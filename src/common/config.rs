use std::{path::Path, time::Duration};

use serde::{Deserialize, Serialize};

use crate::common::error::{Result, SchedulerError};
use crate::common::utils::get_hostname;

/// 级联删除策略
///
/// Schedule 被删除后，其名下的实验实例如何处理。
#[derive(Debug, Clone, Copy, PartialEq, Eq, Serialize, Deserialize)]
pub enum CascadePolicy {
    /// 删除 (默认)
    /// - 存储支持原生级联时交给存储；否则由 OrphanSweeper 周期清扫。
    Delete,
    /// 保留孤儿实例，不做任何处理
    Orphan,
}

// ==========================================
// 1. 资源配置 (WorkerConfig)
// ==========================================
/// 工作池与队列配置
#[derive(Debug, Clone, Serialize, Deserialize)]
pub struct WorkerConfig {
    /// Reconcile 工作协程数
    ///
    /// - 说明: 同时处理不同 Schedule 的并发度。同一个 Schedule 永远只被一个协程处理。
    /// - 默认值: 系统逻辑核心数 (`num_cpus::get()`)
    pub workers: usize,

    /// 工作队列容量
    ///
    /// - 说明: 等待处理的 Schedule Key 上限，同时作为变更通知通道的缓冲大小。
    /// - 默认值: 1024
    pub queue_capacity: usize,

    /// 全量 Resync 间隔 (秒)
    ///
    /// - 说明: 周期性地把所有 Schedule 重新投递进队列，兜底丢失的变更通知。
    /// - 默认值: 300
    pub resync_interval_secs: u64,
}

impl Default for WorkerConfig {
    fn default() -> Self {
        Self {
            workers: num_cpus::get(), // [智能默认] 自动获取核数
            queue_capacity: 1024,
            resync_interval_secs: 300,
        }
    }
}

// ==========================================
// 2. Reconcile 配置 (ReconcileConfig)
// ==========================================
/// 单轮 Reconcile 的节奏与容错配置
#[derive(Debug, Clone, Serialize, Deserialize)]
pub struct ReconcileConfig {
    /// GC 复查间隔 (秒)
    ///
    /// - 说明: 即使下一次触发还很远，也至少每隔这么久回来跑一次 HistoryGC。
    /// - 默认值: 60
    pub gc_recheck_interval_secs: u64,

    /// 乐观锁冲突后的首次重排延迟 (毫秒)
    ///
    /// - 说明: 冲突意味着状态已变，应当尽快从新状态重算。
    /// - 默认值: 5
    pub conflict_base_delay_ms: u64,

    /// 其他可重试错误的基础退避 (毫秒)
    /// - 默认值: 1000
    pub retry_base_delay_ms: u64,

    /// 退避封顶 (毫秒)
    /// - 默认值: 300,000 (5分钟)
    pub retry_max_delay_ms: u64,

    /// 单次扫描遗漏触发点的上限
    ///
    /// - 说明: 上次触发时间非常久远 (如停机数月) 时防止无限扫描。
    /// - 超过后只在 `now` 之前的一个窗口内重新扫描，仍能找到最近一次触发点。
    /// - 默认值: 100,000
    pub max_missed_scan: usize,

    /// 追赶触发的合并抑制窗口 (秒)
    ///
    /// - 说明: 合并后的补偿触发点之后，若下一次正常触发落在 `now` 之后这个窗口内，
    ///   则丢弃补偿触发，交给即将到来的正常触发。
    /// - 默认值: None (不抑制)
    #[serde(default)]
    pub suppress_catchup_within_secs: Option<u64>,
}

impl Default for ReconcileConfig {
    fn default() -> Self {
        Self {
            gc_recheck_interval_secs: 60,
            conflict_base_delay_ms: 5,
            retry_base_delay_ms: 1000,
            retry_max_delay_ms: 300_000,
            max_missed_scan: 100_000,
            suppress_catchup_within_secs: None,
        }
    }
}

impl ReconcileConfig {
    pub fn gc_recheck_interval(&self) -> Duration {
        Duration::from_secs(self.gc_recheck_interval_secs)
    }

    pub fn suppress_catchup_within(&self) -> Option<Duration> {
        self.suppress_catchup_within_secs.map(Duration::from_secs)
    }
}

// ==========================================
// 3. 级联配置 (CascadeConfig)
// ==========================================
#[derive(Debug, Clone, Serialize, Deserialize)]
pub struct CascadeConfig {
    /// 级联策略
    pub policy: CascadePolicy,

    /// 孤儿清扫间隔 (秒)
    ///
    /// - 说明: 仅在存储不支持原生级联且策略为 `Delete` 时生效。0 表示关闭。
    /// - 默认值: 120
    pub sweep_interval_secs: u64,
}

impl Default for CascadeConfig {
    fn default() -> Self {
        Self {
            policy: CascadePolicy::Delete,
            sweep_interval_secs: 120,
        }
    }
}

// ==========================================
// 4. 策略配置 (PolicyConfig)
// ==========================================
#[derive(Debug, Clone, Serialize, Deserialize)]
pub struct PolicyConfig {
    /// 优雅停机超时 (秒)
    ///
    /// - 说明: 收到停机信号后等待进行中的 Reconcile 结束的最大时间。
    pub shutdown_timeout_secs: u64,

    /// 空闲拉取的最短等待 (毫秒)
    pub idle_min_wait_ms: u64,

    /// 空闲拉取的最长等待 (毫秒)
    pub idle_max_wait_ms: u64,
}

impl Default for PolicyConfig {
    fn default() -> Self {
        Self {
            shutdown_timeout_secs: 30,
            idle_min_wait_ms: 10,
            idle_max_wait_ms: 1000,
        }
    }
}

// ==========================================
// 5. 总配置入口 (SchedulerConfig)
// ==========================================

/// 调度引擎总配置
///
/// 使用分层结构组织配置项。支持 `serde` 序列化，可直接从 JSON 加载。
#[derive(Debug, Clone, Serialize, Deserialize)]
pub struct SchedulerConfig {
    /// 资源与并发
    #[serde(default)]
    pub worker: WorkerConfig,

    /// Reconcile 节奏
    #[serde(default)]
    pub reconcile: ReconcileConfig,

    /// 级联删除
    #[serde(default)]
    pub cascade: CascadeConfig,

    /// 策略与行为
    #[serde(default)]
    pub policy: PolicyConfig,

    /// 节点唯一标识 (日志与事件来源)
    /// 默认: `hostname-随机串`
    #[serde(default = "default_node_id")]
    pub node_id: String,

    /// 默认命名空间
    /// 默认: "default"
    #[serde(default = "default_namespace")]
    pub namespace: String,
}

fn default_node_id() -> String {
    format!("{}-{}", get_hostname(), nanoid::nanoid!(5, &nanoid::alphabet::SAFE))
}

fn default_namespace() -> String {
    "default".to_string()
}

impl Default for SchedulerConfig {
    fn default() -> Self {
        Self {
            worker: WorkerConfig::default(),
            reconcile: ReconcileConfig::default(),
            cascade: CascadeConfig::default(),
            policy: PolicyConfig::default(),
            node_id: default_node_id(),
            namespace: default_namespace(),
        }
    }
}

impl SchedulerConfig {
    /// 快速创建一个开发环境配置
    pub fn new_dev() -> Self {
        let mut cfg = Self::default();
        // 开发环境下节奏快一点，方便调试
        cfg.worker.workers = 2;
        cfg.worker.resync_interval_secs = 5;
        cfg.reconcile.gc_recheck_interval_secs = 5;
        cfg.reconcile.retry_base_delay_ms = 50;
        cfg.cascade.sweep_interval_secs = 2;
        cfg
    }

    /// 从 JSON 字符串加载，缺省字段使用默认值
    pub fn from_json_str(raw: &str) -> Result<Self> {
        let cfg: Self = serde_json::from_str(raw)
            .map_err(|e| SchedulerError::Config(format!("invalid JSON config: {}", e)))?;
        cfg.validate()?;
        Ok(cfg)
    }

    /// 从 JSON 文件加载
    pub fn from_json_file(path: impl AsRef<Path>) -> Result<Self> {
        let raw = std::fs::read_to_string(path)?;
        Self::from_json_str(&raw)
    }

    /// 参数校验
    pub fn validate(&self) -> Result<()> {
        if self.worker.workers == 0 {
            return Err(SchedulerError::Config("worker.workers must be >= 1".into()));
        }
        if self.worker.queue_capacity == 0 {
            return Err(SchedulerError::Config(
                "worker.queue_capacity must be >= 1".into(),
            ));
        }
        if self.reconcile.gc_recheck_interval_secs == 0 {
            return Err(SchedulerError::Config(
                "reconcile.gc_recheck_interval_secs must be >= 1".into(),
            ));
        }
        if self.reconcile.retry_base_delay_ms > self.reconcile.retry_max_delay_ms {
            return Err(SchedulerError::Config(
                "reconcile.retry_base_delay_ms must not exceed retry_max_delay_ms".into(),
            ));
        }
        if self.policy.idle_min_wait_ms > self.policy.idle_max_wait_ms {
            return Err(SchedulerError::Config(
                "policy.idle_min_wait_ms must not exceed idle_max_wait_ms".into(),
            ));
        }
        if self.reconcile.max_missed_scan == 0 {
            return Err(SchedulerError::Config(
                "reconcile.max_missed_scan must be >= 1".into(),
            ));
        }
        Ok(())
    }
}

#[cfg(test)]
mod tests {
    use super::*;

    #[test]
    fn partial_json_falls_back_to_defaults() {
        let cfg = SchedulerConfig::from_json_str(
            r#"{ "worker": { "workers": 4, "queue_capacity": 16, "resync_interval_secs": 30 },
                 "namespace": "chaos" }"#,
        )
        .unwrap();
        assert_eq!(cfg.worker.workers, 4);
        assert_eq!(cfg.namespace, "chaos");
        assert_eq!(cfg.reconcile.gc_recheck_interval_secs, 60);
        assert_eq!(cfg.cascade.policy, CascadePolicy::Delete);
        assert!(!cfg.node_id.is_empty());
    }

    #[test]
    fn zero_workers_is_rejected() {
        let err = SchedulerConfig::from_json_str(
            r#"{ "worker": { "workers": 0, "queue_capacity": 16, "resync_interval_secs": 30 } }"#,
        )
        .unwrap_err();
        assert!(matches!(err, SchedulerError::Config(_)));
    }

    #[test]
    fn malformed_json_is_config_error() {
        let err = SchedulerConfig::from_json_str("{ nope").unwrap_err();
        assert!(matches!(err, SchedulerError::Config(_)));
    }

    #[test]
    fn dev_config_is_valid() {
        SchedulerConfig::new_dev().validate().unwrap();
    }
}
use crate::common::Schedule;

/// 暂停闸门
///
/// 打开 (暂停) 时 Reconciler 跳过触发计算，但历史清理照常执行，活跃实例不受影响。
/// 恢复后遗漏的触发点按正常的追赶规则合并。
pub struct PauseGate;

impl PauseGate {
    pub fn is_paused(schedule: &Schedule) -> bool {
        schedule.spec.suspend
    }
}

> BRIEF: Out of the preceding entries, pull each line that contains the word "PauseGate".

> WORKED SOLUTION:
pub struct PauseGate;
impl PauseGate {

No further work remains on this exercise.